* **Task to complete**
A faithful copy is needed. Set down all of the data below exactly.

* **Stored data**
//! Function and foreign-function (`cfunc`) declaration parsing.

use super::{ParseError, Parser};
use crate::ast::{AstNode, Block, Decl, FunctionInfo};
use crate::token::TokenKind;

impl Parser {
    fn parse_arg_list(&mut self) -> Result<(Vec<Decl>, bool), ParseError> {
        self.expect(TokenKind::LParen)?;
        let mut args = Vec::new();
        let mut is_variadic = false;
        if !self.check(&TokenKind::RParen) {
            loop {
                if self.check(&TokenKind::Ellipsis) {
                    self.advance();
                    is_variadic = true;
                    break;
                }
                let arg_name = self.expect_identifier()?;
                self.expect(TokenKind::Colon)?;
                let ty = self.parse_datatype()?;
                let slot = args.len() as u32;
                args.push(Decl {
                    name: arg_name,
                    datatype: ty,
                    slot,
                });
                if self.check(&TokenKind::Comma) {
                    self.advance();
                } else {
                    break;
                }
            }
        }
        self.expect(TokenKind::RParen)?;
        Ok((args, is_variadic))
    }

    /// `Name : cfunc ( args ) -> type ;`. The `cfunc` keyword has already
    /// been consumed by the caller. Only foreign functions may be
    /// variadic (`...` as the last argument).
    pub(super) fn parse_cfunc(&mut self, name: String) -> Result<(), ParseError> {
        let line = self.current_line();
        let (args, is_variadic) = self.parse_arg_list()?;
        self.expect(TokenKind::Arrow)?;
        let return_type = self.parse_datatype()?;
        self.expect(TokenKind::Semicolon)?;

        let nargs = args.len() as u32;
        let root_block = self.root_block();
        let info = FunctionInfo {
            name: name.clone(),
            args,
            return_type,
            is_foreign: true,
            is_variadic,
            nargs,
            reserve_slots: nargs,
            block: None,
        };
        let node_id = self.ast.push_node(AstNode::Function {
            info,
            parent_block: root_block,
            line,
        });
        self.ast.append_child(root_block, node_id);
        tracing::debug!("registered foreign function '{name}' (nargs={nargs}, variadic={is_variadic})");
        self.functions.insert(name, node_id);
        Ok(())
    }

    /// `Name : ( args ) -> type { body }`.
    pub(super) fn parse_function_def(&mut self, name: String) -> Result<(), ParseError> {
        let line = self.current_line();
        let (args, _is_variadic) = self.parse_arg_list()?;
        self.expect(TokenKind::Arrow)?;
        let return_type = self.parse_datatype()?;
        self.expect(TokenKind::LBrace)?;

        let nargs = args.len() as u32;
        let root_block = self.root_block();
        let body_block = self.ast.push_block(Block::default());
        let info = FunctionInfo {
            name: name.clone(),
            args,
            return_type,
            is_foreign: false,
            is_variadic: false,
            nargs,
            reserve_slots: nargs,
            block: Some(body_block),
        };
        let node_id = self.ast.push_node(AstNode::Function {
            info,
            parent_block: root_block,
            line,
        });
        self.ast.block_mut(body_block).parent_node = Some(node_id);
        self.ast.append_child(root_block, node_id);
        tracing::debug!("registered function '{name}' (nargs={nargs})");
        self.functions.insert(name, node_id);

        self.current_function = Some(node_id);
        self.block_stack.push(body_block);
        while !self.check(&TokenKind::RBrace) && !self.is_eof() {
            self.parse_block_statement()?;
        }
        self.expect(TokenKind::RBrace)?;
        self.block_stack.pop();
        self.current_function = None;
        Ok(())
    }
}
//! Datatype parsing: modifiers → base type → pointer level.

use super::{ParseError, Parser};
use crate::ast::{Base, Datatype, Modifiers};
use crate::token::TokenKind;

impl Parser {
    /// True if `name` names a primitive, `string`, `null`, or a registered
    /// struct (complete or forward-declared).
    pub(super) fn check_datatype_name(&self, name: &str) -> bool {
        matches!(name, "int" | "byte" | "float" | "string" | "null") || self.structs.contains(name)
    }

    fn read_modifier(&mut self) -> Result<Modifiers, ParseError> {
        let (word, is_known_modifier) = match self.current_kind() {
            TokenKind::Const => ("const", true),
            TokenKind::Volatile => ("volatile", true),
            TokenKind::Unsigned => ("unsigned", true),
            TokenKind::Signed => ("signed", true),
            TokenKind::Static => ("static", true),
            TokenKind::Identifier(name) => (name.as_str(), false),
            other => {
                return Err(ParseError::new(
                    format!("expected a type but found {}", other.describe()),
                    self.current_line(),
                ));
            }
        };
        if !is_known_modifier {
            return if self.check_datatype_name(word) {
                Err(ParseError::new(
                    format!("unknown variable modifier '{word}'"),
                    self.current_line(),
                ))
            } else {
                Err(ParseError::new(
                    format!("unknown type name '{word}'"),
                    self.current_line(),
                ))
            };
        }
        let modifier = match word {
            "const" => Modifiers::CONST,
            "volatile" => Modifiers::VOLATILE,
            "unsigned" => Modifiers::UNSIGNED,
            "signed" => Modifiers::SIGNED,
            "static" => Modifiers::STATIC,
            _ => unreachable!(),
        };
        self.advance();
        Ok(modifier)
    }

    /// Expects to be positioned on the first modifier or the base type
    /// name; ends on the token after the last `^`.
    pub(super) fn parse_datatype(&mut self) -> Result<Datatype, ParseError> {
        let mut modifiers = Modifiers::empty();
        loop {
            let is_base = match self.current_kind() {
                TokenKind::Identifier(name) => self.check_datatype_name(name),
                _ => false,
            };
            if is_base {
                break;
            }
            modifiers.insert(self.read_modifier()?);
        }
        let name = self.expect_identifier()?;
        let base = match name.as_str() {
            "int" => Base::Int,
            "byte" => Base::Byte,
            "float" => Base::Float,
            "string" => Base::String,
            "null" => Base::Null,
            other => Base::Struct(other.to_string()),
        };
        let mut ptr_level = 0u32;
        while matches!(self.current_kind(), TokenKind::Caret) {
            ptr_level += 1;
            self.advance();
        }
        Ok(Datatype {
            base,
            ptr_level,
            modifiers,
        })
    }
}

* **Task answer**
//! Function and foreign-function (`cfunc`) declaration parsing.

use super::{ParseError, Parser};
use crate::ast::{AstNode, Block, Decl, FunctionInfo};
use crate::token::TokenKind;

impl Parser {
    fn parse_arg_list(&mut self) -> Result<(Vec<Decl>, bool), ParseError> {
        self.expect(TokenKind::LParen)?;
        let mut args = Vec::new();
        let mut is_variadic = false;
        if !self.check(&TokenKind::RParen) {
            loop {
                if self.check(&TokenKind::Ellipsis) {
                    self.advance();
                    is_variadic = true;
                    break;
                }
                let arg_name = self.expect_identifier()?;
                self.expect(TokenKind::Colon)?;
                let ty = self.parse_datatype()?;
                let slot = args.len() as u32;
                args.push(Decl {
                    name: arg_name,
                    datatype: ty,
                    slot,
                });
                if self.check(&TokenKind::Comma) {
                    self.advance();
                } else {
                    break;
                }
            }
        }
        self.expect(TokenKind::RParen)?;
        Ok((args, is_variadic))
    }

    /// `Name : cfunc ( args ) -> type ;`. The `cfunc` keyword has already
    /// been consumed by the caller. Only foreign functions may be
    /// variadic (`...` as the last argument).
    pub(super) fn parse_cfunc(&mut self, name: String) -> Result<(), ParseError> {
        let line = self.current_line();
        let (args, is_variadic) = self.parse_arg_list()?;
        self.expect(TokenKind::Arrow)?;
        let return_type = self.parse_datatype()?;
        self.expect(TokenKind::Semicolon)?;

        let nargs = args.len() as u32;
        let root_block = self.root_block();
        let info = FunctionInfo {
            name: name.clone(),
            args,
            return_type,
            is_foreign: true,
            is_variadic,
            nargs,
            reserve_slots: nargs,
            block: None,
        };
        let node_id = self.ast.push_node(AstNode::Function {
            info,
            parent_block: root_block,
            line,
        });
        self.ast.append_child(root_block, node_id);
        tracing::debug!("registered foreign function '{name}' (nargs={nargs}, variadic={is_variadic})");
        self.functions.insert(name, node_id);
        Ok(())
    }

    /// `Name : ( args ) -> type { body }`.
    pub(super) fn parse_function_def(&mut self, name: String) -> Result<(), ParseError> {
        let line = self.current_line();
        let (args, _is_variadic) = self.parse_arg_list()?;
        self.expect(TokenKind::Arrow)?;
        let return_type = self.parse_datatype()?;
        self.expect(TokenKind::LBrace)?;

        let nargs = args.len() as u32;
        let root_block = self.root_block();
        let body_block = self.ast.push_block(Block::default());
        let info = FunctionInfo {
            name: name.clone(),
            args,
            return_type,
            is_foreign: false,
            is_variadic: false,
            nargs,
            reserve_slots: nargs,
            block: Some(body_block),
        };
        let node_id = self.ast.push_node(AstNode::Function {
            info,
            parent_block: root_block,
            line,
        });
        self.ast.block_mut(body_block).parent_node = Some(node_id);
        self.ast.append_child(root_block, node_id);
        tracing::debug!("registered function '{name}' (nargs={nargs})");
        self.functions.insert(name, node_id);

        self.current_function = Some(node_id);
        self.block_stack.push(body_block);
        while !self.check(&TokenKind::RBrace) && !self.is_eof() {
            self.parse_block_statement()?;
        }
        self.expect(TokenKind::RBrace)?;
        self.block_stack.pop();
        self.current_function = None;
        Ok(())
    }
}
//! Datatype parsing: modifiers → base type → pointer level.

use super::{ParseError, Parser};
use crate::ast::{Base, Datatype, Modifiers};
use crate::token::TokenKind;

impl Parser {
    /// True if `name` names a primitive, `string`, `null`, or a registered
    /// struct (complete or forward-declared).
    pub(super) fn check_datatype_name(&self, name: &str) -> bool {
        matches!(name, "int" | "byte" | "float" | "string" | "null") || self.structs.contains(name)
    }

    fn read_modifier(&mut self) -> Result<Modifiers, ParseError> {
        let (word, is_known_modifier) = match self.current_kind() {
            TokenKind::Const => ("const", true),
            TokenKind::Volatile => ("volatile", true),
            TokenKind::Unsigned => ("unsigned", true),
            TokenKind::Signed => ("signed", true),
            TokenKind::Static => ("static", true),
            TokenKind::Identifier(name) => (name.as_str(), false),
            other => {
                return Err(ParseError::new(
                    format!("expected a type but found {}", other.describe()),
                    self.current_line(),
                ));
            }
        };
        if !is_known_modifier {
            return if self.check_datatype_name(word) {
                Err(ParseError::new(
                    format!("unknown variable modifier '{word}'"),
                    self.current_line(),
                ))
            } else {
                Err(ParseError::new(
                    format!("unknown type name '{word}'"),
                    self.current_line(),
                ))
            };
        }
        let modifier = match word {
            "const" => Modifiers::CONST,
            "volatile" => Modifiers::VOLATILE,
            "unsigned" => Modifiers::UNSIGNED,
            "signed" => Modifiers::SIGNED,
            "static" => Modifiers::STATIC,
            _ => unreachable!(),
        };
        self.advance();
        Ok(modifier)
    }

    /// Expects to be positioned on the first modifier or the base type
    /// name; ends on the token after the last `^`.
    pub(super) fn parse_datatype(&mut self) -> Result<Datatype, ParseError> {
        let mut modifiers = Modifiers::empty();
        loop {
            let is_base = match self.current_kind() {
                TokenKind::Identifier(name) => self.check_datatype_name(name),
                _ => false,
            };
            if is_base {
                break;
            }
            modifiers.insert(self.read_modifier()?);
        }
        let name = self.expect_identifier()?;
        let base = match name.as_str() {
            "int" => Base::Int,
            "byte" => Base::Byte,
            "float" => Base::Float,
            "string" => Base::String,
            "null" => Base::Null,
            other => Base::Struct(other.to_string()),
        };
        let mut ptr_level = 0u32;
        while matches!(self.current_kind(), TokenKind::Caret) {
            ptr_level += 1;
            self.advance();
        }
        Ok(Datatype {
            base,
            ptr_level,
            modifiers,
        })
    }
}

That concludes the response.